XRD results showed that all samples have displayed the same diffraction peaks which get narrower by increasing calcination temperature referring to improvement in crystallization. also by increasing calcination temperature the crystal size increased. SEM showed that prepared perovskite LaFeO3 hollow fibers have the same morphology of the original cotton fibers template, with the removal of the cotton tissues. TEM displayed that fibers consist of many LaFeO3 grains with a grain size of 25-33 nm. BET surface areas of LaFeO3 hollow fibers decrease by increasing calcination temperature and the average pore size diameter increases. Zeta potential increased from (-7.22 to -1.70) when calcinating temperature increased. This indicated that by increasing calcinating temperature, the surface potential increased and its adsorption capacity towards cationic dye such as MB increased also. All LaFeO3 fibers samples display the main PL signal at wavelength 825nm and by increasing calcinating temperature, the PL spectrum intensity decreases. from XRD results by increasing calcinating temperature the crystallite size increase, so crystallinity of LaFeO3 hollow fibers increases, the separation rate of photo-induced
charge carriers increases, and so photocatalytic activity increases According to the band–band PL spectrum of semiconductor materials. So samples calcinated at 800 °C and 900°C have the same photocatalytic activity more than that calcinated at 600 °C and 700 °C.
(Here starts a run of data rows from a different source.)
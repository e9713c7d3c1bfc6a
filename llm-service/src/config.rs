//! Provider-agnostic model configuration.
//!
//! One [`LlmModelConfig`] describes everything a client needs: provider,
//! model name, endpoint, optional API key, sampling knobs, and a request
//! timeout. Profiles are loaded from the environment with the prefixes
//! `LLM_FAST_`, `LLM_SLOW_`, and `LLM_EMBED_`.

use serde::{Deserialize, Serialize};

use crate::error::{ConfigError, LlmResult, validate_http_endpoint, validate_range_f32};

/// Supported language-model providers.
#[derive(Debug, Clone, Copy, PartialEq, Eq, Serialize, Deserialize)]
pub enum LlmProvider {
    /// Local Ollama instance (`/api/generate`, `/api/embeddings`).
    Ollama,
    /// OpenAI-compatible chat API (`/v1/chat/completions`, `/v1/embeddings`).
    OpenAi,
}

impl LlmProvider {
    fn parse(raw: &str) -> LlmResult<Self> {
        match raw.trim().to_ascii_lowercase().as_str() {
            "ollama" => Ok(LlmProvider::Ollama),
            "openai" => Ok(LlmProvider::OpenAi),
            other => Err(ConfigError::UnsupportedProvider(other.to_string()).into()),
        }
    }
}

/// Universal per-model configuration shared by all provider clients.
#[derive(Debug, Clone, Serialize, Deserialize)]
pub struct LlmModelConfig {
    pub provider: LlmProvider,
    pub model: String,
    pub endpoint: String,
    pub api_key: Option<String>,
    pub max_tokens: Option<u32>,
    pub temperature: Option<f32>,
    /// Request timeout; defaults to 60s when unset.
    pub timeout_secs: Option<u64>,
}

impl LlmModelConfig {
    /// Validates invariants that hold for every provider.
    ///
    /// Provider-specific checks (API key presence for OpenAI) happen in the
    /// client constructors.
    pub fn validate(&self) -> LlmResult<()> {
        if self.model.trim().is_empty() {
            return Err(ConfigError::EmptyModel.into());
        }
        validate_http_endpoint("endpoint", &self.endpoint)?;
        if let Some(t) = self.temperature {
            validate_range_f32("temperature", t, 0.0, 2.0)?;
        }
        Ok(())
    }

    /// Loads one profile from the environment under the given prefix.
    ///
    /// Recognized suffixes: `PROVIDER`, `MODEL`, `ENDPOINT`, `API_KEY`,
    /// `MAX_TOKENS`, `TIMEOUT_SECS`. Unset optionals keep their defaults.
    pub fn from_env_prefix(prefix: &str) -> LlmResult<Self> {
        let var = |suffix: &str| std::env::var(format!("{prefix}{suffix}")).ok();

        let provider = match var("PROVIDER") {
            Some(raw) => LlmProvider::parse(&raw)?,
            None => LlmProvider::Ollama,
        };
        let model = var("MODEL").unwrap_or_else(|| default_model(provider).to_string());
        let endpoint = var("ENDPOINT").unwrap_or_else(|| default_endpoint(provider).to_string());
        let api_key = var("API_KEY");
        let max_tokens = match var("MAX_TOKENS") {
            Some(raw) => Some(raw.parse::<u32>().map_err(|_| ConfigError::InvalidNumber {
                var: "MAX_TOKENS",
                reason: "expected u32",
            })?),
            None => None,
        };
        let timeout_secs = match var("TIMEOUT_SECS") {
            Some(raw) => Some(raw.parse::<u64>().map_err(|_| ConfigError::InvalidNumber {
                var: "TIMEOUT_SECS",
                reason: "expected u64",
            })?),
            None => None,
        };

        let cfg = Self {
            provider,
            model,
            endpoint,
            api_key,
            max_tokens,
            temperature: None,
            timeout_secs,
        };
        cfg.validate()?;
        Ok(cfg)
    }
}

fn default_model(provider: LlmProvider) -> &'static str {
    match provider {
        LlmProvider::Ollama => "qwen3:14b",
        LlmProvider::OpenAi => "gpt-4o",
    }
}

fn default_endpoint(provider: LlmProvider) -> &'static str {
    match provider {
        LlmProvider::Ollama => "http://127.0.0.1:11434",
        LlmProvider::OpenAi => "https://api.openai.com",
    }
}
from photocatalytic activity test Equilibrium value for MB adsorption with 600 °C, 700 °C, 800 °C, and 900 °C samples was 15%, 20%, 63%, and 62 % respectively so the adsorption capacity for samples increases by increasing calcination temperature, due to increasing the surface potential which confirms Zeta potential results. It can be also observed that by increasing calcinating temperature, the catalytic and photocatalytic activity of LaFeO3 hollow fibers gradually increases to reach to total MB removal of 45%, 51%, 79% and 78 % for 600 °C, 700 °C, 800 °C, and 900 °C samples respectively. so samples calcinating at 800 °C and 900 °C show the best photocatalytic activity, It could be due to that by increasing calcination temperature, the crystallinity of LaFeO3 hollow fibers increases which nourishes the photoinduced charge separation, also increasing the adsorbed O2 on the LaFeO3 surface promotes superoxide radicals. It can be also observed that increasing temperature after 800 °C did not show a significant difference.